> PROBLEM DETAILS
Every entry below is to be retyped exactly as it stands.

Stored data:
_ _ _ _
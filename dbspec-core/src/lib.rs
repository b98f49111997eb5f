//! # dbspec-core
//!
//! Database connection configuration for server processes.
//!
//! This crate decides how an application connects to its database:
//! - Configuration file loading with environment-variable templates
//! - `DATABASE_URL` decomposition into connection attributes
//! - Resolution of file and URL sources into one [`ConnectionSpec`]
//! - A configuration registry with multi-database environments
//! - Applying a spec through a pluggable [`Connector`]
//!
//! ## Resolving and Applying
//!
//! ```rust,ignore
//! use dbspec_core::connection::{Bootstrap, DatabaseSettings};
//!
//! let bootstrap = Bootstrap::new();
//! let settings = DatabaseSettings::register(connector, &bootstrap).await?;
//!
//! // Per request
//! let database = settings.database();
//! let mut handle = database.checkout()?;
//! // ...
//! database.release(&mut handle).await;
//! ```
//!
//! ## Configuration Values
//!
//! Parsed configuration is a tree of [`Value`]s keyed by string:
//!
//! ```rust
//! use dbspec_core::{mapping, Value};
//!
//! let config = mapping! {
//!     "adapter" => "postgresql",
//!     "pool" => 5i64,
//! };
//! assert_eq!(config.get("pool").and_then(Value::as_i64), Some(5));
//! ```

pub mod config;
pub mod connection;
pub mod error;
pub mod logging;
pub mod value;

#[cfg(any(test, feature = "testing"))]
pub mod testing;

pub use config::{ConfigLoader, EnvSource, EnvTemplate, MapEnvSource, StdEnvSource};
pub use connection::{
    Bootstrap, Capability, ConfigurationRegistry, ConnectionHandle, ConnectionSpec,
    ConnectionTarget, Connector, Database, DatabaseSettings, HandleState, SpecResolver,
};
pub use error::{ConfigError, ConfigResult};
pub use value::{Mapping, Value, is_multi_database};

/// Prelude for convenient imports.
pub mod prelude {
    pub use crate::config::{ConfigLoader, EnvSource, StdEnvSource};
    pub use crate::connection::{
        Bootstrap, Capability, ConnectionHandle, ConnectionSpec, ConnectionTarget, Connector,
        Database, DatabaseSettings,
    };
    pub use crate::error::{ConfigError, ConfigResult};
    pub use crate::mapping;
    pub use crate::value::{Mapping, Value};
}
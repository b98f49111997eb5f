//! What a connector is asked to connect to.

use super::registry::DatabaseEntry;
use super::url::{Capability, percent_encode};
use crate::error::ConfigResult;
use crate::value::{Mapping, Value};
use std::time::Duration;

/// Attributes that describe where the database is. Everything else is an
/// adapter option.
const LOCATION_KEYS: [&str; 7] = [
    "adapter", "username", "password", "host", "port", "database", "url",
];

/// A single database to connect to, with its attributes fully resolved.
#[derive(Debug, Clone, PartialEq)]
pub struct ConnectionTarget {
    /// Environment the target was selected for.
    pub environment: String,
    /// Logical database name.
    pub name: String,
    /// Connection attributes.
    pub attributes: Mapping,
    /// The URL the attributes came from, when the spec was a bare URL.
    pub url: Option<String>,
}

impl ConnectionTarget {
    /// Build a target from a registry entry.
    ///
    /// A `url` attribute inside the entry is decomposed and sits underneath
    /// the explicitly listed attributes.
    pub fn from_entry(entry: DatabaseEntry<'_>, capability: Capability) -> ConfigResult<Self> {
        let attributes = match entry.attributes.get("url").and_then(Value::as_str) {
            Some(url) => {
                let mut attributes = capability.decompose(url)?;
                attributes.extend(
                    entry
                        .attributes
                        .iter()
                        .filter(|(key, _)| key.as_str() != "url")
                        .map(|(k, v)| (k.clone(), v.clone())),
                );
                attributes
            }
            None => entry.attributes.clone(),
        };

        Ok(Self {
            environment: entry.environment.to_string(),
            name: entry.name.to_string(),
            attributes,
            url: None,
        })
    }

    /// Build a target from a bare connection URL.
    pub fn from_url(
        environment: impl Into<String>,
        url: impl Into<String>,
        capability: Capability,
    ) -> ConfigResult<Self> {
        let url = url.into();
        let attributes = capability.decompose(&url)?;
        Ok(Self {
            environment: environment.into(),
            name: super::registry::PRIMARY.to_string(),
            attributes,
            url: Some(url),
        })
    }

    /// Get an attribute.
    pub fn get(&self, key: &str) -> Option<&Value> {
        self.attributes.get(key)
    }

    /// Get a string attribute.
    pub fn get_str(&self, key: &str) -> Option<&str> {
        self.get(key).and_then(Value::as_str)
    }

    /// The adapter name.
    pub fn adapter(&self) -> Option<&str> {
        self.get_str("adapter")
    }

    /// The host.
    pub fn host(&self) -> Option<&str> {
        self.get_str("host")
    }

    /// The port.
    pub fn port(&self) -> Option<u16> {
        self.get("port")
            .and_then(Value::as_i64)
            .and_then(|p| u16::try_from(p).ok())
    }

    /// The database name, or file path for SQLite.
    pub fn database(&self) -> Option<&str> {
        self.get_str("database")
    }

    /// The username.
    pub fn username(&self) -> Option<&str> {
        self.get_str("username")
    }

    /// The password.
    pub fn password(&self) -> Option<&str> {
        self.get_str("password")
    }

    /// Maximum pool size (`pool`).
    pub fn pool_size(&self) -> Option<u32> {
        self.get("pool")
            .and_then(Value::as_i64)
            .and_then(|n| u32::try_from(n).ok())
    }

    /// A duration attribute given in seconds.
    pub fn seconds(&self, key: &str) -> Option<Duration> {
        self.get(key)
            .and_then(Value::as_f64)
            .filter(|secs| secs.is_finite() && *secs >= 0.0)
            .map(Duration::from_secs_f64)
    }

    /// Attributes that are not part of the database location.
    pub fn options(&self) -> impl Iterator<Item = (&str, &Value)> {
        self.attributes
            .iter()
            .filter(|(key, _)| !LOCATION_KEYS.contains(&key.as_str()))
            .map(|(k, v)| (k.as_str(), v))
    }

    /// Build a URL for `scheme` from the attributes.
    ///
    /// Options for which `include_option` returns false are left out of the
    /// query string. Without a host the database is appended verbatim, which
    /// is what file-based adapters expect.
    pub fn url_with_scheme(&self, scheme: &str, include_option: impl Fn(&str) -> bool) -> String {
        let mut url = format!("{scheme}://");

        if let Some(user) = self.username() {
            url.push_str(&percent_encode(user));
            if let Some(pass) = self.password() {
                url.push(':');
                url.push_str(&percent_encode(pass));
            }
            url.push('@');
        }

        if let Some(host) = self.host() {
            if host.contains(':') {
                url.push_str(&format!("[{host}]"));
            } else {
                url.push_str(host);
            }
            if let Some(port) = self.port() {
                url.push(':');
                url.push_str(&port.to_string());
            }
        }

        if let Some(db) = self.database() {
            if self.host().is_some() && !db.starts_with('/') {
                url.push('/');
            }
            url.push_str(db);
        }

        let params: Vec<String> = self
            .options()
            .filter(|(key, _)| include_option(key))
            .filter_map(|(key, value)| {
                value
                    .to_scalar_string()
                    .map(|v| format!("{}={}", percent_encode(key), percent_encode(&v)))
            })
            .collect();
        if !params.is_empty() {
            url.push('?');
            url.push_str(&params.join("&"));
        }

        url
    }

    /// The URL this target was built from, or one rebuilt from its
    /// attributes using the adapter as scheme.
    pub fn to_url(&self) -> String {
        match (&self.url, self.adapter()) {
            (Some(url), _) => url.clone(),
            (None, Some(adapter)) => self.url_with_scheme(adapter, |_| true),
            (None, None) => self.url_with_scheme("unknown", |_| true),
        }
    }
}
_ _ _ _
> FINISHED EXERCISE
filename dbspec-core/src/lib.rs
repository b98f49111997eb5f
//! # dbspec-core
//!
//! Database connection configuration for server processes.
//!
//! This crate decides how an application connects to its database:
//! - Configuration file loading with environment-variable templates
//! - `DATABASE_URL` decomposition into connection attributes
//! - Resolution of file and URL sources into one [`ConnectionSpec`]
//! - A configuration registry with multi-database environments
//! - Applying a spec through a pluggable [`Connector`]
//!
//! ## Resolving and Applying
//!
//! ```rust,ignore
//! use dbspec_core::connection::{Bootstrap, DatabaseSettings};
//!
//! let bootstrap = Bootstrap::new();
//! let settings = DatabaseSettings::register(connector, &bootstrap).await?;
//!
//! // Per request
//! let database = settings.database();
//! let mut handle = database.checkout()?;
//! // ...
//! database.release(&mut handle).await;
//! ```
//!
//! ## Configuration Values
//!
//! Parsed configuration is a tree of [`Value`]s keyed by string:
//!
//! ```rust
//! use dbspec_core::{mapping, Value};
//!
//! let config = mapping! {
//!     "adapter" => "postgresql",
//!     "pool" => 5i64,
//! };
//! assert_eq!(config.get("pool").and_then(Value::as_i64), Some(5));
//! ```

pub mod config;
pub mod connection;
pub mod error;
pub mod logging;
pub mod value;

#[cfg(any(test, feature = "testing"))]
pub mod testing;

pub use config::{ConfigLoader, EnvSource, EnvTemplate, MapEnvSource, StdEnvSource};
pub use connection::{
    Bootstrap, Capability, ConfigurationRegistry, ConnectionHandle, ConnectionSpec,
    ConnectionTarget, Connector, Database, DatabaseSettings, HandleState, SpecResolver,
};
pub use error::{ConfigError, ConfigResult};
pub use value::{Mapping, Value, is_multi_database};

/// Prelude for convenient imports.
pub mod prelude {
    pub use crate::config::{ConfigLoader, EnvSource, StdEnvSource};
    pub use crate::connection::{
        Bootstrap, Capability, ConnectionHandle, ConnectionSpec, ConnectionTarget, Connector,
        Database, DatabaseSettings,
    };
    pub use crate::error::{ConfigError, ConfigResult};
    pub use crate::mapping;
    pub use crate::value::{Mapping, Value};
}
repository b98f49111997eb5f
//! What a connector is asked to connect to.

use super::registry::DatabaseEntry;
use super::url::{Capability, percent_encode};
use crate::error::ConfigResult;
use crate::value::{Mapping, Value};
use std::time::Duration;

/// Attributes that describe where the database is. Everything else is an
/// adapter option.
const LOCATION_KEYS: [&str; 7] = [
    "adapter", "username", "password", "host", "port", "database", "url",
];

/// A single database to connect to, with its attributes fully resolved.
#[derive(Debug, Clone, PartialEq)]
pub struct ConnectionTarget {
    /// Environment the target was selected for.
    pub environment: String,
    /// Logical database name.
    pub name: String,
    /// Connection attributes.
    pub attributes: Mapping,
    /// The URL the attributes came from, when the spec was a bare URL.
    pub url: Option<String>,
}

impl ConnectionTarget {
    /// Build a target from a registry entry.
    ///
    /// A `url` attribute inside the entry is decomposed and sits underneath
    /// the explicitly listed attributes.
    pub fn from_entry(entry: DatabaseEntry<'_>, capability: Capability) -> ConfigResult<Self> {
        let attributes = match entry.attributes.get("url").and_then(Value::as_str) {
            Some(url) => {
                let mut attributes = capability.decompose(url)?;
                attributes.extend(
                    entry
                        .attributes
                        .iter()
                        .filter(|(key, _)| key.as_str() != "url")
                        .map(|(k, v)| (k.clone(), v.clone())),
                );
                attributes
            }
            None => entry.attributes.clone(),
        };

        Ok(Self {
            environment: entry.environment.to_string(),
            name: entry.name.to_string(),
            attributes,
            url: None,
        })
    }

    /// Build a target from a bare connection URL.
    pub fn from_url(
        environment: impl Into<String>,
        url: impl Into<String>,
        capability: Capability,
    ) -> ConfigResult<Self> {
        let url = url.into();
        let attributes = capability.decompose(&url)?;
        Ok(Self {
            environment: environment.into(),
            name: super::registry::PRIMARY.to_string(),
            attributes,
            url: Some(url),
        })
    }

    /// Get an attribute.
    pub fn get(&self, key: &str) -> Option<&Value> {
        self.attributes.get(key)
    }

    /// Get a string attribute.
    pub fn get_str(&self, key: &str) -> Option<&str> {
        self.get(key).and_then(Value::as_str)
    }

    /// The adapter name.
    pub fn adapter(&self) -> Option<&str> {
        self.get_str("adapter")
    }

    /// The host.
    pub fn host(&self) -> Option<&str> {
        self.get_str("host")
    }

    /// The port.
    pub fn port(&self) -> Option<u16> {
        self.get("port")
            .and_then(Value::as_i64)
            .and_then(|p| u16::try_from(p).ok())
    }

    /// The database name, or file path for SQLite.
    pub fn database(&self) -> Option<&str> {
        self.get_str("database")
    }

    /// The username.
    pub fn username(&self) -> Option<&str> {
        self.get_str("username")
    }

    /// The password.
    pub fn password(&self) -> Option<&str> {
        self.get_str("password")
    }

    /// Maximum pool size (`pool`).
    pub fn pool_size(&self) -> Option<u32> {
        self.get("pool")
            .and_then(Value::as_i64)
            .and_then(|n| u32::try_from(n).ok())
    }

    /// A duration attribute given in seconds.
    pub fn seconds(&self, key: &str) -> Option<Duration> {
        self.get(key)
            .and_then(Value::as_f64)
            .filter(|secs| secs.is_finite() && *secs >= 0.0)
            .map(Duration::from_secs_f64)
    }

    /// Attributes that are not part of the database location.
    pub fn options(&self) -> impl Iterator<Item = (&str, &Value)> {
        self.attributes
            .iter()
            .filter(|(key, _)| !LOCATION_KEYS.contains(&key.as_str()))
            .map(|(k, v)| (k.as_str(), v))
    }

    /// Build a URL for `scheme` from the attributes.
    ///
    /// Options for which `include_option` returns false are left out of the
    /// query string. Without a host the database is appended verbatim, which
    /// is what file-based adapters expect.
    pub fn url_with_scheme(&self, scheme: &str, include_option: impl Fn(&str) -> bool) -> String {
        let mut url = format!("{scheme}://");

        if let Some(user) = self.username() {
            url.push_str(&percent_encode(user));
            if let Some(pass) = self.password() {
                url.push(':');
                url.push_str(&percent_encode(pass));
            }
            url.push('@');
        }

        if let Some(host) = self.host() {
            if host.contains(':') {
                url.push_str(&format!("[{host}]"));
            } else {
                url.push_str(host);
            }
            if let Some(port) = self.port() {
                url.push(':');
                url.push_str(&port.to_string());
            }
        }

        if let Some(db) = self.database() {
            if self.host().is_some() && !db.starts_with('/') {
                url.push('/');
            }
            url.push_str(db);
        }

        let params: Vec<String> = self
            .options()
            .filter(|(key, _)| include_option(key))
            .filter_map(|(key, value)| {
                value
                    .to_scalar_string()
                    .map(|v| format!("{}={}", percent_encode(key), percent_encode(&v)))
            })
            .collect();
        if !params.is_empty() {
            url.push('?');
            url.push_str(&params.join("&"));
        }

        url
    }

    /// The URL this target was built from, or one rebuilt from its
    /// attributes using the adapter as scheme.
    pub fn to_url(&self) -> String {
        match (&self.url, self.adapter()) {
            (Some(url), _) => url.clone(),
            (None, Some(adapter)) => self.url_with_scheme(adapter, |_| true),
            (None, None) => self.url_with_scheme("unknown", |_| true),
        }
    }
}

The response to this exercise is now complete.